AIDS Doctors: Voices from the Epidemic
Bayer, Ronald
Oppenheimer, Gerald M.
Today, AIDS has been indelibly etched in our consciousness. Yet it was less than twenty years ago that doctors confronted a sudden avalanche of strange, inexplicable, seemingly untreatable conditions that signaled the arrival of a devastating new disease. Bewildered, unprepared, and pushed to the limit of their diagnostic abilities, a select group of courageous physicians nevertheless persevered. This unique collective memoir tells their story.
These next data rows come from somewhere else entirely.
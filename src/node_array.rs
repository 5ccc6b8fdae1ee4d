//! Interleaved storage of per-node field values.
//!
//! A [`NodeArray`] owns one buffer of `num_nodes * stride` scalars. The buffer is partitioned
//! into node segments: each live segment occupies `width` consecutive scalars of every node
//! block, starting at the segment's offset. For a node array with a displacement segment of
//! width 3 followed by a temperature segment of width 1, the buffer reads
//!
//! ```text
//! [ ux0 uy0 uz0 t0 | ux1 uy1 uz1 t1 | ... ]
//! ```
//!
//! Adding segments re-lays out the whole buffer. Access to segment values goes through
//! [`NodeSegmentView`] and [`NodeSegmentViewMut`], which borrow the node array and therefore
//! can not outlive a structural change.
use crate::connectivity::ElementArray;
use crate::containment::ContainmentRegistry;
use crate::id_set::ObjectIdSet;
use crate::{NodeFieldError, Real};
use log::{debug, warn};
use serde::{Deserialize, Serialize};

mod transfer;
mod view;

pub use view::{NodeSegmentView, NodeSegmentViewMut};

/// Metadata of a node segment: a named slice of fixed width in every node block.
///
/// The offset is assigned by the node array when the segment is admitted.
#[derive(Debug, Clone, PartialEq, Eq, Serialize, Deserialize)]
pub struct NodeSegment {
    width: usize,
    name: String,
    offset: usize,
}

impl NodeSegment {
    pub fn new(width: usize, name: impl Into<String>) -> Self {
        Self {
            width,
            name: name.into(),
            offset: 0,
        }
    }

    /// Number of scalars per node.
    pub fn width(&self) -> usize {
        self.width
    }

    pub fn name(&self) -> &str {
        &self.name
    }

    /// Offset of the segment within each node block.
    pub fn offset(&self) -> usize {
        self.offset
    }
}

/// Outcome of a single request in an `add_segments` batch.
#[derive(Debug, Copy, Clone, PartialEq, Eq)]
pub enum SegmentAdmission {
    Admitted,
    Duplicate,
}

/// Initial values of newly admitted segments.
#[derive(Debug, Copy, Clone, PartialEq)]
pub enum SegmentInit<'a, T> {
    Zero,
    /// The same value in every slot of every new segment.
    Value(T),
    /// Values for every node and every new degree of freedom, node by node.
    ///
    /// Within a node, the values of the new segments follow each other in request order.
    Values(&'a [T]),
}

#[derive(Debug, Clone)]
pub struct NodeArray<T> {
    name: String,
    num_nodes: usize,
    stride: usize,
    values: Vec<T>,
    segments: ObjectIdSet<NodeSegment>,
    element_segments: ContainmentRegistry,
    epoch: u64,
}

impl<T: Real> Default for NodeArray<T> {
    fn default() -> Self {
        Self::new(0)
    }
}

impl<T: Real> NodeArray<T> {
    /// Creates an empty node array for the given number of nodes.
    ///
    /// A node count of zero denotes a node array whose size is not yet known,
    /// see [`set_num_nodes`](Self::set_num_nodes).
    pub fn new(num_nodes: usize) -> Self {
        Self {
            name: String::new(),
            num_nodes,
            stride: 0,
            values: Vec::new(),
            segments: ObjectIdSet::new(),
            element_segments: ContainmentRegistry::new(),
            epoch: 0,
        }
    }

    pub fn name(&self) -> &str {
        &self.name
    }

    pub fn set_name(&mut self, name: impl Into<String>) {
        self.name = name.into();
    }

    pub fn num_nodes(&self) -> usize {
        self.num_nodes
    }

    /// Changes the number of nodes of a node array without live segments.
    pub fn set_num_nodes(&mut self, num_nodes: usize) -> Result<(), NodeFieldError> {
        if !self.segments.is_empty() {
            warn!(
                "Refusing to resize node array '{}' with {} live segments",
                self.name,
                self.segments.len()
            );
            return Err(NodeFieldError::SegmentsAlive);
        }
        self.num_nodes = num_nodes;
        self.epoch += 1;
        Ok(())
    }

    /// Total number of scalars stored per node, i.e. the sum of the widths of all live segments.
    pub fn stride(&self) -> usize {
        self.stride
    }

    /// Counter incremented by every structural change of the node array.
    ///
    /// Offsets and strides remembered across calls are only meaningful as long as the epoch
    /// is unchanged.
    pub fn epoch(&self) -> u64 {
        self.epoch
    }

    pub fn is_current_epoch(&self, epoch: u64) -> bool {
        self.epoch == epoch
    }

    /// The whole interleaved value buffer.
    pub fn values(&self) -> &[T] {
        &self.values
    }

    pub fn values_mut(&mut self) -> &mut [T] {
        &mut self.values
    }

    pub fn num_segments(&self) -> usize {
        self.segments.len()
    }

    pub fn free_segment_id(&self) -> u32 {
        self.segments.free_id()
    }

    pub fn free_segment_ids(&self, count: usize) -> Vec<u32> {
        self.segments.free_ids(count)
    }

    pub fn is_segment_id(&self, id: u32) -> bool {
        self.segments.is_id(id)
    }

    /// Ids of all live segments in ascending order.
    pub fn segment_ids(&self) -> Vec<u32> {
        let mut ids: Vec<_> = self.segments.ids().collect();
        ids.sort_unstable();
        ids
    }

    /// All live segments in layout order.
    pub fn segments<'a>(&'a self) -> impl 'a + Iterator<Item = (u32, &'a NodeSegment)> {
        self.segments.iter()
    }

    pub fn segment_info(&self, id: u32) -> Result<&NodeSegment, NodeFieldError> {
        self.segments.get(id).ok_or(NodeFieldError::UnknownSegment(id))
    }

    pub fn segment(&self, id: u32) -> Result<NodeSegmentView<'_, T>, NodeFieldError> {
        let segment = self.segments.get(id).ok_or(NodeFieldError::UnknownSegment(id))?;
        Ok(NodeSegmentView::new(segment, &self.values, self.stride, self.num_nodes))
    }

    pub fn segment_mut(&mut self, id: u32) -> Result<NodeSegmentViewMut<'_, T>, NodeFieldError> {
        let segment = self.segments.get(id).ok_or(NodeFieldError::UnknownSegment(id))?;
        Ok(NodeSegmentViewMut::new(segment, &mut self.values, self.stride, self.num_nodes))
    }

    /// Element segments referencing this node array.
    pub fn element_segments(&self) -> &ContainmentRegistry {
        &self.element_segments
    }

    pub fn element_segments_mut(&mut self) -> &mut ContainmentRegistry {
        &mut self.element_segments
    }

    /// Admits a batch of segments, initializing their values to zero.
    ///
    /// See [`add_segments_with`](Self::add_segments_with).
    pub fn add_segments(
        &mut self,
        requests: impl IntoIterator<Item = (u32, NodeSegment)>,
    ) -> Result<Vec<SegmentAdmission>, NodeFieldError> {
        self.add_segments_with(requests, SegmentInit::Zero)
    }

    /// Admits a batch of segments, setting every new value to `value`.
    pub fn add_segments_with_value(
        &mut self,
        requests: impl IntoIterator<Item = (u32, NodeSegment)>,
        value: T,
    ) -> Result<Vec<SegmentAdmission>, NodeFieldError> {
        self.add_segments_with(requests, SegmentInit::Value(value))
    }

    /// Admits a batch of segments, taking the new values from `values`.
    ///
    /// See [`SegmentInit::Values`] for the expected layout.
    pub fn add_segments_with_values(
        &mut self,
        requests: impl IntoIterator<Item = (u32, NodeSegment)>,
        values: &[T],
    ) -> Result<Vec<SegmentAdmission>, NodeFieldError> {
        self.add_segments_with(requests, SegmentInit::Values(values))
    }

    /// Admits a batch of segments.
    ///
    /// The batch is all-or-nothing. If any requested id is already live, appears more than
    /// once in the batch or is the reserved id `0`, no segment is admitted and
    /// [`NodeFieldError::DuplicateSegment`] is returned. The layout and values of the node array
    /// are then unchanged.
    ///
    /// On success, the new segments are placed after the existing ones in request order.
    /// Existing segments keep their offsets and values. The returned admissions are all
    /// [`SegmentAdmission::Admitted`].
    pub fn add_segments_with(
        &mut self,
        requests: impl IntoIterator<Item = (u32, NodeSegment)>,
        init: SegmentInit<T>,
    ) -> Result<Vec<SegmentAdmission>, NodeFieldError> {
        let requests: Vec<_> = requests.into_iter().collect();

        let admissions: Vec<_> = requests
            .iter()
            .enumerate()
            .map(|(i, (id, _))| {
                let repeated = requests[..i].iter().any(|(other, _)| other == id);
                if *id == 0 || repeated || self.segments.is_id(*id) {
                    SegmentAdmission::Duplicate
                } else {
                    SegmentAdmission::Admitted
                }
            })
            .collect();
        if let Some(i) = admissions
            .iter()
            .position(|admission| *admission == SegmentAdmission::Duplicate)
        {
            return Err(NodeFieldError::DuplicateSegment {
                id: requests[i].0,
                admissions,
            });
        }

        let old_stride = self.stride;
        let overflow = |stride| NodeFieldError::LayoutOverflow {
            num_nodes: self.num_nodes,
            stride,
        };
        let added_width = requests
            .iter()
            .try_fold(0usize, |sum, (_, segment)| sum.checked_add(segment.width))
            .ok_or_else(|| overflow(usize::MAX))?;
        let new_stride = old_stride
            .checked_add(added_width)
            .ok_or_else(|| overflow(usize::MAX))?;
        let new_len = self
            .num_nodes
            .checked_mul(new_stride)
            .ok_or_else(|| overflow(new_stride))?;

        if let SegmentInit::Values(values) = init {
            // Cannot overflow, since added_width <= new_stride.
            let expected = self.num_nodes * added_width;
            if values.len() != expected {
                warn!(
                    "Rejecting initial values for node array '{}': expected {} values, got {}",
                    self.name,
                    expected,
                    values.len()
                );
                return Err(NodeFieldError::InitialValuesLength {
                    expected,
                    actual: values.len(),
                });
            }
        }

        debug!(
            "Re-laying out node array '{}' with {} nodes from stride {} to {}",
            self.name, self.num_nodes, old_stride, new_stride
        );
        let mut new_values = vec![T::zero(); new_len];
        if new_stride > 0 {
            if old_stride > 0 {
                for (old_block, new_block) in self
                    .values
                    .chunks_exact(old_stride)
                    .zip(new_values.chunks_exact_mut(new_stride))
                {
                    new_block[..old_stride].copy_from_slice(old_block);
                }
            }
            match init {
                SegmentInit::Zero => {}
                SegmentInit::Value(value) => {
                    for new_block in new_values.chunks_exact_mut(new_stride) {
                        new_block[old_stride..].fill(value);
                    }
                }
                SegmentInit::Values(values) if added_width > 0 => {
                    for (new_block, node_values) in new_values
                        .chunks_exact_mut(new_stride)
                        .zip(values.chunks_exact(added_width))
                    {
                        new_block[old_stride..].copy_from_slice(node_values);
                    }
                }
                SegmentInit::Values(_) => {}
            }
        }

        let mut offset = old_stride;
        for (id, mut segment) in requests {
            segment.offset = offset;
            offset += segment.width;
            self.segments
                .insert(id, segment)
                .expect("Internal error: Segment ids were checked to be free.");
        }
        self.values = new_values;
        self.stride = new_stride;
        self.epoch += 1;
        Ok(admissions)
    }

    /// Removes all segments and releases the value buffer.
    pub fn clear_segments(&mut self) {
        self.segments.clear();
        self.values = Vec::new();
        self.stride = 0;
        self.epoch += 1;
    }

    /// Sets local degree of freedom `dof` of segment `id` to `value` for every node referenced by
    /// element segment `element_segment` of `elements`.
    ///
    /// This is the typical way of prescribing Dirichlet boundary values.
    ///
    /// # Panics
    ///
    /// Panics if the element segment references a node index outside the node array.
    pub fn set_value_on_element_segment<E>(
        &mut self,
        elements: &E,
        element_segment: u32,
        id: u32,
        dof: usize,
        value: T,
    ) -> Result<(), NodeFieldError>
    where
        E: ElementArray + ?Sized,
    {
        let segment = self.segments.get(id).ok_or(NodeFieldError::UnknownSegment(id))?;
        if !elements.is_segment_id(element_segment) {
            return Err(NodeFieldError::UnknownElementSegment(element_segment));
        }
        if dof >= segment.width {
            return Err(NodeFieldError::DofOutOfRange {
                dof,
                width: segment.width,
            });
        }

        let local_position = segment.offset + dof;
        for element_index in 0..elements.num_elements() {
            let nodes = elements
                .element_nodes(element_segment, element_index)
                .ok_or(NodeFieldError::UnknownElementSegment(element_segment))?;
            for &node in nodes {
                assert!(node < self.num_nodes, "Node index {node} out of bounds.");
                self.values[node * self.stride + local_position] = value;
            }
        }
        Ok(())
    }

    /// Replaces name, layout and values wholesale. The caller guarantees consistency.
    pub(crate) fn replace_layout(
        &mut self,
        name: String,
        num_nodes: usize,
        segments: Vec<(u32, NodeSegment)>,
        values: Vec<T>,
    ) {
        self.stride = segments.iter().map(|(_, segment)| segment.width).sum();
        debug_assert_eq!(values.len(), num_nodes * self.stride);
        self.name = name;
        self.num_nodes = num_nodes;
        self.segments = segments.into_iter().collect();
        self.values = values;
        self.epoch += 1;
    }
}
Based on interviews with nearly eighty doctors whose lives and careers have centered on the AIDS epidemic from the early 1980s to the present, this candid, emotionally textured account details the palpable anxiety in the medical profession as it experienced a rapid succession of cases for which there was no clinical history. The physicians interviewed chronicle the roller coaster experiences of hope and despair, as they applied newly developed, often unsuccessful therapies. Yet these physicians who chose to embrace the challenge confronted more than just the sense of therapeutic helplessness in dealing with a disease they could not conquer. They also faced the tough choices inherent in treating a controversial, sexually and intravenously transmitted illness as many colleagues simply walked away. Many describe being gripped by a sense of mission: by the moral imperative to treat the disempowered and despised. Nearly all describe a common purpose, an esprit de corps that bound them together in a terrible yet exhilarating war against an invisible enemy.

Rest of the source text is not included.